Lives of the Saints, by Alban Butler, Benziger Bros. ed. , at sacred-texts.com
AUGUSTINE was prior of the monastery of St. Andrew on the Cœlian, and was appointed by St. Gregory the great chief of the missionaries whom he sent to England. St. Augustine and his companions, having heard on their journey many reports of the barbarism and ferocity of the pagan English, were afraid, and wished to turn back. But St. Gregory replied, "Go on, in God's name! The greater your hardships, the greater your crown. May the grace of Almighty God protect you, and give me to see the fruit of your labor in the heavenly country! If I cannot share your toil, I shall yet share the harvest, for God knows
that it is not good-will which is wanting." The band of missionaries went on in obedience.

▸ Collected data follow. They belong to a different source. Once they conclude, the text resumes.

use clap::{Parser, Subcommand};

use crate::pkg::{Action, Category};

/// Top-level CLI entry point for the boxup engine.
#[derive(Parser, Debug)]
#[command(
    name = "boxup",
    about = "Per-box configuration store and package manifest manager",
    version
)]
pub struct Cli {
    #[command(subcommand)]
    pub command: Command,

    /// Enable verbose output
    #[arg(short, long, global = true)]
    pub verbose: bool,

    #[command(flatten)]
    pub global: GlobalOpts,
}

/// Options shared across all subcommands.
#[derive(Parser, Debug, Clone)]
pub struct GlobalOpts {
    /// Override the configuration store directory (default: $BOXUP_CONF)
    #[arg(long, global = true)]
    pub conf: Option<std::path::PathBuf>,

    /// Environment name, a category of boxes (default: $BOXUP_ENV)
    #[arg(long, global = true)]
    pub env: Option<String>,

    /// Box name, this machine's profile (default: $BOXUP_BOX)
    #[arg(long = "box", global = true)]
    pub box_name: Option<String>,
}

/// Available subcommands.
#[derive(Subcommand, Debug)]
pub enum Command {
    /// Initialize the configuration store for this box
    Init(InitOpts),
    /// Move a file from the home directory into the store and symlink it
    Store(StoreOpts),
    /// Symlink stored configuration files into the home directory
    Link(LinkOpts),
    /// Snapshot or restore installed-package manifests
    Package(PackageOpts),
    /// Remove broken symlinks from the home directory
    Clean(CleanOpts),
    /// Print version information
    Version,
}

/// Options for the `init` subcommand.
#[derive(Parser, Debug, Clone)]
pub struct InitOpts {
    /// Clone files from an existing box, given as two values "ENV BOX"
    #[arg(long, num_args = 2, value_names = ["ENV", "BOX"])]
    pub clone: Option<Vec<String>>,
}

/// Options for the `store` subcommand.
#[derive(Parser, Debug, Clone)]
pub struct StoreOpts {
    /// File or directory to move and symlink; must be in the home directory
    pub target: std::path::PathBuf,

    /// Store in the global scope instead of the box scope
    #[arg(short = 'g', long)]
    pub global: bool,

    /// Do not prompt before overwriting an existing stored entry
    #[arg(short = 'f', long)]
    pub force: bool,
}

/// Options for the `link` subcommand.
#[derive(Parser, Debug, Clone)]
pub struct LinkOpts {
    /// Also link global-scope files, before box-scope files
    #[arg(short = 'g', long)]
    pub global: bool,

    /// Do not prompt on the remove/move step
    #[arg(short = 'f', long)]
    pub force: bool,

    /// Keep an overwritten file as "<name>.bk" instead of deleting it
    #[arg(short = 'b', long)]
    pub backup: bool,
}

/// Options for the `package` subcommand.
#[derive(Parser, Debug, Clone)]
pub struct PackageOpts {
    /// Package management category
    #[arg(value_enum)]
    pub category: Category,

    /// Operation to perform
    #[arg(value_enum)]
    pub action: Action,
}

/// Options for the `clean` subcommand.
#[derive(Parser, Debug, Clone)]
pub struct CleanOpts {
    /// Do not prompt before removing a broken symlink
    #[arg(short = 'f', long)]
    pub force: bool,
}
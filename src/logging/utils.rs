//! Utility functions for path resolution, ANSI stripping, and time formatting.
use std::fs;
use std::path::PathBuf;

/// Strip ANSI escape sequences from a string.
///
/// Handles SGR sequences (ending in `m`) and other CSI sequences (ending
/// in any letter in the `@`..`~` range), so cursor movement, erase, etc.
/// are also stripped without consuming unrelated text.
pub(super) fn strip_ansi(s: &str) -> String {
    let mut out = String::with_capacity(s.len());
    let mut chars = s.chars();
    while let Some(c) = chars.next() {
        if c == '\x1b' {
            if let Some(next) = chars.next()
                && next == '['
            {
                for inner in chars.by_ref() {
                    if ('@'..='~').contains(&inner) {
                        break;
                    }
                }
            }
        } else {
            out.push(c);
        }
    }
    out
}

/// Return the `$XDG_CACHE_HOME/boxup/` directory, creating it if needed.
pub(super) fn boxup_cache_dir() -> Option<PathBuf> {
    let cache_dir = std::env::var("XDG_CACHE_HOME").map_or_else(
        |_| {
            std::env::var("HOME")
                .or_else(|_| std::env::var("USERPROFILE"))
                .map_or_else(|_| PathBuf::from("."), PathBuf::from)
                .join(".cache")
        },
        PathBuf::from,
    );
    let dir = cache_dir.join("boxup");
    fs::create_dir_all(&dir).ok()?;
    Some(dir)
}

/// Return the log file path under `$XDG_CACHE_HOME/boxup/` (or `~/.cache/boxup/`).
pub(super) fn log_file_path(command: &str) -> Option<PathBuf> {
    Some(boxup_cache_dir()?.join(format!("{command}.log")))
}

/// Format the current UTC time as `YYYY-MM-DD HH:MM:SS`.
pub(super) fn format_utc_datetime() -> String {
    chrono::Utc::now().format("%Y-%m-%d %H:%M:%S").to_string()
}

/// Format the current UTC time as `HH:MM:SS`.
pub(super) fn format_utc_time() -> String {
    chrono::Utc::now().format("%H:%M:%S").to_string()
}
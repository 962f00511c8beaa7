//! Homebrew bundle adapter.

use std::path::{Path, PathBuf};

use anyhow::Result;

use super::{Category, Packager, Runtime};

/// Manage Homebrew packages through `brew bundle` and a Brewfile manifest.
#[derive(Debug)]
pub struct BrewBundle {
    manifest: PathBuf,
}

impl BrewBundle {
    /// Create the adapter with its manifest under `pkg_dir`.
    #[must_use]
    pub fn new(pkg_dir: &Path) -> Self {
        Self {
            manifest: pkg_dir.join("Brewfile"),
        }
    }
}

impl Packager for BrewBundle {
    fn category(&self) -> Category {
        Category::Brew
    }

    fn manifest_path(&self) -> &Path {
        &self.manifest
    }

    fn verify(&self, rt: &Runtime<'_>) -> Result<()> {
        rt.exec.run("brew", &["--version"])?;
        Ok(())
    }

    fn supports_backup(&self) -> bool {
        true
    }

    fn supports_restore(&self) -> bool {
        true
    }

    fn backup(&self, rt: &Runtime<'_>) -> Result<()> {
        let manifest = self.manifest.display().to_string();
        rt.run(
            "brew",
            &["bundle", "dump", "-f", "--describe", "--file", &manifest],
        )?;
        self.info(rt)
    }

    fn restore(&self, rt: &Runtime<'_>) -> Result<()> {
        let manifest = self.manifest.display().to_string();
        rt.run(
            "brew",
            &["bundle", "install", "-v", "--no-upgrade", "--file", &manifest],
        )?;
        Ok(())
    }
}
use clap::Parser;

use boxup_cli::cli::{Cli, Command};
use boxup_cli::logging::{self, Logger};
use boxup_cli::{commands, error};

fn main() {
    let _ = enable_ansi_support::enable_ansi_support();
    let args = Cli::parse();
    let command = command_name(&args.command);
    logging::init_subscriber(args.verbose, command);
    let log = Logger::new(command);

    if let Err(e) = run(&args, &log) {
        log.error(&format!("{e:#}"));
        if let Some(path) = log.log_path() {
            log.debug(&format!("log: {}", path.display()));
        }
        std::process::exit(error::exit_code(&e));
    }
}

fn run(args: &Cli, log: &Logger) -> anyhow::Result<()> {
    match &args.command {
        Command::Init(opts) => commands::init::run(&args.global, opts, log),
        Command::Store(opts) => commands::store::run(&args.global, opts, log),
        Command::Link(opts) => commands::link::run(&args.global, opts, log),
        Command::Package(opts) => commands::package::run(&args.global, opts, log),
        Command::Clean(opts) => commands::clean::run(&args.global, opts, log),
        Command::Version => {
            let version = option_env!("BOXUP_VERSION").unwrap_or(env!("CARGO_PKG_VERSION"));
            println!("boxup {version}");
            Ok(())
        }
    }
}

const fn command_name(command: &Command) -> &'static str {
    match command {
        Command::Init(_) => "init",
        Command::Store(_) => "store",
        Command::Link(_) => "link",
        Command::Package(_) => "package",
        Command::Clean(_) => "clean",
        Command::Version => "version",
    }
}
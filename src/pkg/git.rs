//! Git repository inventory adapter.
//!
//! Backup walks a fixed install directory, queries every repository's
//! remotes, and serializes the collected inventory as formatted JSON.
//! Restore clones each recorded repository and re-creates its remotes; one
//! broken repository never blocks restoring the rest.

use std::collections::BTreeMap;
use std::path::{Path, PathBuf};

use anyhow::{Context as _, Result, bail};
use serde::{Deserialize, Serialize};

use super::{Category, Packager, Runtime, read_manifest, write_manifest};

/// Remote name → URL map recorded per repository.
#[derive(Debug, Serialize, Deserialize, PartialEq, Eq)]
struct RepoRecord {
    remotes: BTreeMap<String, String>,
}

/// Repository name → record, sorted for stable manifest output.
type Inventory = BTreeMap<String, RepoRecord>;

/// Inventory and restore git clones under a fixed install directory.
#[derive(Debug)]
pub struct GitRepos {
    manifest: PathBuf,
    install_dir: PathBuf,
    default_remote: String,
}

impl GitRepos {
    /// Create the adapter with its manifest under `pkg_dir`, tracking clones
    /// under `~/projects` with `origin` as the clone remote.
    #[must_use]
    pub fn new(pkg_dir: &Path) -> Self {
        let install_dir = dirs::home_dir()
            .map_or_else(|| PathBuf::from("projects"), |home| home.join("projects"));
        Self {
            manifest: pkg_dir.join("git_repos.json"),
            install_dir,
            default_remote: "origin".to_string(),
        }
    }

    /// Track clones under a different install directory.
    #[must_use]
    pub fn with_install_dir(mut self, dir: impl Into<PathBuf>) -> Self {
        self.install_dir = dir.into();
        self
    }

    /// Clone from a different default remote name.
    #[must_use]
    pub fn with_default_remote(mut self, remote: impl Into<String>) -> Self {
        self.default_remote = remote.into();
        self
    }

    /// Query one repository's remotes, returning `None` if it does not look
    /// like a usable git repository.
    fn query_remotes(&self, dir: &str, rt: &Runtime<'_>) -> Option<RepoRecord> {
        let listing = rt.exec.run("git", &["-C", dir, "remote"]).ok()?;
        let mut remotes = BTreeMap::new();
        for remote in listing
            .stdout
            .lines()
            .map(str::trim)
            .filter(|line| !line.is_empty())
        {
            let url = rt
                .exec
                .run("git", &["-C", dir, "remote", "get-url", remote])
                .ok()?;
            remotes.insert(remote.to_string(), url.stdout.trim().to_string());
        }
        Some(RepoRecord { remotes })
    }

    /// Clone one recorded repository and re-create its remotes.
    fn restore_repo(&self, name: &str, record: &RepoRecord, rt: &Runtime<'_>) -> Result<()> {
        let Some(default_url) = record.remotes.get(&self.default_remote) else {
            bail!("no \"{}\" remote recorded", self.default_remote);
        };
        let dest = self.install_dir.join(name).display().to_string();
        rt.run("git", &["clone", default_url, &dest])?;

        for (remote, url) in &record.remotes {
            if remote == &self.default_remote {
                rt.run("git", &["-C", &dest, "remote", "set-url", remote, url])?;
            } else {
                rt.run("git", &["-C", &dest, "remote", "add", remote, url])?;
            }
        }
        Ok(())
    }
}

impl Packager for GitRepos {
    fn category(&self) -> Category {
        Category::Git
    }

    fn manifest_path(&self) -> &Path {
        &self.manifest
    }

    fn verify(&self, rt: &Runtime<'_>) -> Result<()> {
        rt.exec.run("git", &["--version"])?;
        Ok(())
    }

    fn supports_backup(&self) -> bool {
        true
    }

    fn supports_restore(&self) -> bool {
        true
    }

    fn backup(&self, rt: &Runtime<'_>) -> Result<()> {
        std::fs::create_dir_all(&self.install_dir)
            .with_context(|| format!("creating \"{}\"", self.install_dir.display()))?;

        let mut entries: Vec<_> = std::fs::read_dir(&self.install_dir)
            .with_context(|| format!("reading \"{}\"", self.install_dir.display()))?
            .collect::<Result<_, _>>()
            .with_context(|| format!("reading \"{}\"", self.install_dir.display()))?;
        entries.sort_by_key(std::fs::DirEntry::file_name);

        let mut inventory = Inventory::new();
        for entry in entries {
            if !entry.path().is_dir() {
                continue;
            }
            let name = entry.file_name().to_string_lossy().into_owned();
            let dir = entry.path().display().to_string();
            match self.query_remotes(&dir, rt) {
                Some(record) => {
                    inventory.insert(name, record);
                }
                None => rt
                    .log
                    .debug(&format!("skipping \"{name}\": not a git repository")),
            }
        }

        let json = serde_json::to_string_pretty(&inventory)
            .context("serializing repository inventory")?;
        write_manifest(&self.manifest, &format!("{json}\n"))?;
        self.info(rt)
    }

    fn restore(&self, rt: &Runtime<'_>) -> Result<()> {
        std::fs::create_dir_all(&self.install_dir)
            .with_context(|| format!("creating \"{}\"", self.install_dir.display()))?;

        let raw = read_manifest(&self.manifest)?;
        let inventory: Inventory = serde_json::from_str(&raw)
            .with_context(|| format!("parsing \"{}\"", self.manifest.display()))?;

        for (name, record) in &inventory {
            if let Err(e) = self.restore_repo(name, record, rt) {
                rt.log.warn(&format!("skipping \"{name}\": {e:#}"));
            }
        }
        Ok(())
    }
}
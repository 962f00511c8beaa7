//! User crontab adapter.
//!
//! `crontab -l` has no destination-file argument, so backup captures its
//! standard output and writes the manifest itself.

use std::path::{Path, PathBuf};

use anyhow::{Result, bail};

use super::{Category, Packager, Runtime, write_manifest};

/// Snapshot and restore the user crontab.
#[derive(Debug)]
pub struct Crontab {
    manifest: PathBuf,
}

impl Crontab {
    /// Create the adapter with its manifest under `pkg_dir`.
    #[must_use]
    pub fn new(pkg_dir: &Path) -> Self {
        Self {
            manifest: pkg_dir.join("crontab.txt"),
        }
    }
}

impl Packager for Crontab {
    fn category(&self) -> Category {
        Category::Crontab
    }

    fn manifest_path(&self) -> &Path {
        &self.manifest
    }

    fn verify(&self, rt: &Runtime<'_>) -> Result<()> {
        if !rt.exec.which("crontab") {
            bail!("crontab not found on PATH");
        }
        Ok(())
    }

    fn supports_backup(&self) -> bool {
        true
    }

    fn supports_restore(&self) -> bool {
        true
    }

    fn backup(&self, rt: &Runtime<'_>) -> Result<()> {
        let result = rt.exec.run("crontab", &["-l"])?;
        write_manifest(&self.manifest, &result.stdout)?;
        self.info(rt)
    }

    fn restore(&self, rt: &Runtime<'_>) -> Result<()> {
        let manifest = self.manifest.display().to_string();
        rt.run("crontab", &[&manifest])?;
        Ok(())
    }
}
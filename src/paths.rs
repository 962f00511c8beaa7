//! Configuration store layout resolution.

use std::path::{Path, PathBuf};

use anyhow::Result;

use crate::error::ConfigError;

/// Resolved configuration store layout for one invocation.
///
/// The store root contains two subtrees: `global/` with settings applied to
/// every box, and `boxes/<env>/<box>/` with settings specific to one machine
/// profile.
#[derive(Debug, Clone)]
pub struct ConfDirs {
    /// Configuration store root.
    pub root: PathBuf,
    /// `<root>/global`.
    pub global_dir: PathBuf,
    /// `<root>/boxes/<env>/<box>`.
    pub box_dir: PathBuf,
}

impl ConfDirs {
    /// Compute the canonical storage directories for `env` and `box_name`.
    ///
    /// # Errors
    ///
    /// Returns [`ConfigError::InvalidName`] if either name is not a single
    /// path segment.
    pub fn resolve(conf: &Path, env: &str, box_name: &str) -> Result<Self, ConfigError> {
        validate_segment("env", env)?;
        validate_segment("box", box_name)?;
        Ok(Self {
            root: conf.to_path_buf(),
            global_dir: conf.join("global"),
            box_dir: conf.join("boxes").join(env).join(box_name),
        })
    }

    /// Storage directory of another box under the same root (used as the
    /// clone source by `init --clone`).
    ///
    /// # Errors
    ///
    /// Returns [`ConfigError::InvalidName`] if either name is not a single
    /// path segment.
    pub fn sibling_box(&self, env: &str, box_name: &str) -> Result<PathBuf, ConfigError> {
        validate_segment("env", env)?;
        validate_segment("box", box_name)?;
        Ok(self.root.join("boxes").join(env).join(box_name))
    }

    /// Package manifest directory of the resolved box.
    #[must_use]
    pub fn pkg_dir(&self) -> PathBuf {
        self.box_dir.join("pkg")
    }
}

/// Reject values that could escape the store when joined onto a path.
///
/// A valid value is a single path segment: non-empty, not `.` or `..`, and
/// free of path separators.
pub fn validate_segment(field: &'static str, value: &str) -> Result<(), ConfigError> {
    if value.is_empty() || value == "." || value == ".." || value.contains(['/', '\\']) {
        return Err(ConfigError::InvalidName {
            field,
            value: value.to_string(),
        });
    }
    Ok(())
}

/// The user's home directory.
///
/// # Errors
///
/// Returns an error if neither the platform lookup nor the `HOME` /
/// `USERPROFILE` environment variables yield a home directory.
pub fn home_dir() -> Result<PathBuf> {
    if let Some(home) = dirs::home_dir() {
        return Ok(home);
    }
    std::env::var("HOME")
        .or_else(|_| std::env::var("USERPROFILE"))
        .map(PathBuf::from)
        .map_err(|_| anyhow::anyhow!("cannot determine home directory"))
}

#[cfg(test)]
#[allow(clippy::expect_used, clippy::unwrap_used)]
mod tests {
    use super::*;

    #[test]
    fn resolve_builds_expected_layout() {
        let dirs = ConfDirs::resolve(Path::new("/conf"), "work", "laptop").unwrap();
        assert_eq!(dirs.root, PathBuf::from("/conf"));
        assert_eq!(dirs.global_dir, PathBuf::from("/conf/global"));
        assert_eq!(dirs.box_dir, PathBuf::from("/conf/boxes/work/laptop"));
        assert_eq!(dirs.pkg_dir(), PathBuf::from("/conf/boxes/work/laptop/pkg"));
    }

    #[test]
    fn sibling_box_shares_root() {
        let dirs = ConfDirs::resolve(Path::new("/conf"), "work", "laptop").unwrap();
        let sibling = dirs.sibling_box("personal", "desktop").unwrap();
        assert_eq!(sibling, PathBuf::from("/conf/boxes/personal/desktop"));
    }

    #[test]
    fn rejects_empty_segment() {
        assert!(ConfDirs::resolve(Path::new("/conf"), "", "laptop").is_err());
        assert!(ConfDirs::resolve(Path::new("/conf"), "work", "").is_err());
    }

    #[test]
    fn rejects_traversal_segments() {
        for bad in ["..", ".", "../work", "work/../../etc", "a/b", "a\\b"] {
            assert!(
                validate_segment("env", bad).is_err(),
                "{bad:?} should be rejected"
            );
        }
    }

    #[test]
    fn accepts_plain_segments() {
        for good in ["work", "laptop-2", "home_desktop", "box.old", "..."] {
            assert!(
                validate_segment("box", good).is_ok(),
                "{good:?} should be accepted"
            );
        }
    }

    #[test]
    fn invalid_name_reports_field_and_value() {
        let err = validate_segment("env", "a/b").unwrap_err();
        let msg = err.to_string();
        assert!(msg.contains("env"));
        assert!(msg.contains("a/b"));
    }

    #[test]
    fn home_dir_resolves() {
        // Every supported CI/dev environment has a resolvable home.
        assert!(home_dir().is_ok());
    }
}
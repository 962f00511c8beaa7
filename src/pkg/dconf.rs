//! GNOME dconf settings adapter.
//!
//! `dconf dump` writes to standard output and `dconf load` reads from
//! standard input, so backup captures stdout into the manifest and restore
//! feeds the manifest back on stdin.

use std::path::{Path, PathBuf};

use anyhow::Result;

use super::{Category, Packager, Runtime, read_manifest, write_manifest};

/// Snapshot and restore the dconf settings database.
#[derive(Debug)]
pub struct Dconf {
    manifest: PathBuf,
}

impl Dconf {
    /// Create the adapter with its manifest under `pkg_dir`.
    #[must_use]
    pub fn new(pkg_dir: &Path) -> Self {
        Self {
            manifest: pkg_dir.join("settings.dconf"),
        }
    }
}

impl Packager for Dconf {
    fn category(&self) -> Category {
        Category::Dconf
    }

    fn manifest_path(&self) -> &Path {
        &self.manifest
    }

    fn verify(&self, rt: &Runtime<'_>) -> Result<()> {
        rt.exec.run("dconf", &["help"])?;
        Ok(())
    }

    fn supports_backup(&self) -> bool {
        true
    }

    fn supports_restore(&self) -> bool {
        true
    }

    fn backup(&self, rt: &Runtime<'_>) -> Result<()> {
        let result = rt.exec.run("dconf", &["dump", "/"])?;
        write_manifest(&self.manifest, &result.stdout)?;
        self.info(rt)
    }

    fn restore(&self, rt: &Runtime<'_>) -> Result<()> {
        let settings = read_manifest(&self.manifest)?;
        rt.exec.run_with_stdin("dconf", &["load", "/"], &settings)?;
        Ok(())
    }
}
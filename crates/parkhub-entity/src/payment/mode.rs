//! Payment mode enumeration.

use serde::{Deserialize, Serialize};
use std::fmt;
use std::str::FromStr;

/// How a ticket was paid.
#[derive(Debug, Clone, Copy, PartialEq, Eq, Hash, Serialize, Deserialize)]
#[serde(rename_all = "lowercase")]
pub enum PaymentMode {
    /// Cash at the pay station.
    Cash,
    /// Card payment.
    Card,
}

impl PaymentMode {
    /// Return the mode as a lowercase string.
    pub fn as_str(&self) -> &'static str {
        match self {
            Self::Cash => "cash",
            Self::Card => "card",
        }
    }
}

impl fmt::Display for PaymentMode {
    fn fmt(&self, f: &mut fmt::Formatter<'_>) -> fmt::Result {
        write!(f, "{}", self.as_str())
    }
}

impl FromStr for PaymentMode {
    type Err = parkhub_core::AppError;

    fn from_str(s: &str) -> Result<Self, Self::Err> {
        match s.to_lowercase().as_str() {
            "cash" => Ok(Self::Cash),
            "card" => Ok(Self::Card),
            _ => Err(parkhub_core::AppError::validation(format!(
                "Invalid payment mode: '{s}'. Expected one of: cash, card"
            ))),
        }
    }
}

Landing at Ebbsfleet, between Sandwich and Ramsgate, they met King Ethelbert and his thanes under a great oak-tree at Minster, and announced to him the Gospel of Jesus Christ. Instant and complete success attended their preaching. On Whit-Sunday, 596, King Ethelbert was baptized, and his example was followed by the greater number of his nobles and people. By degrees the Faith spread far and wide, and Augustine, as Papal Legate, set out on a visitation of Britain. He failed in his attempt to enlist the Britons of the west in the work of his apostolate through their obstinate jealousy and pride; but his success was triumphant from south to north. St. Augustine died after eight years of evangelical labors. The Anglo-Saxon Church, which he founded, is still famous for its learning, zeal, and devotion to the Holy See, while its calendar commemorates no less than 300 Saints, half of whom were of royal birth.
Reflection.—The work of an apostle is the work of the right hand of God. He often chooses weak instruments for His mightiest purposes. The most sure augury of lasting success in missionary labor is obedience to superiors and diffidence in self.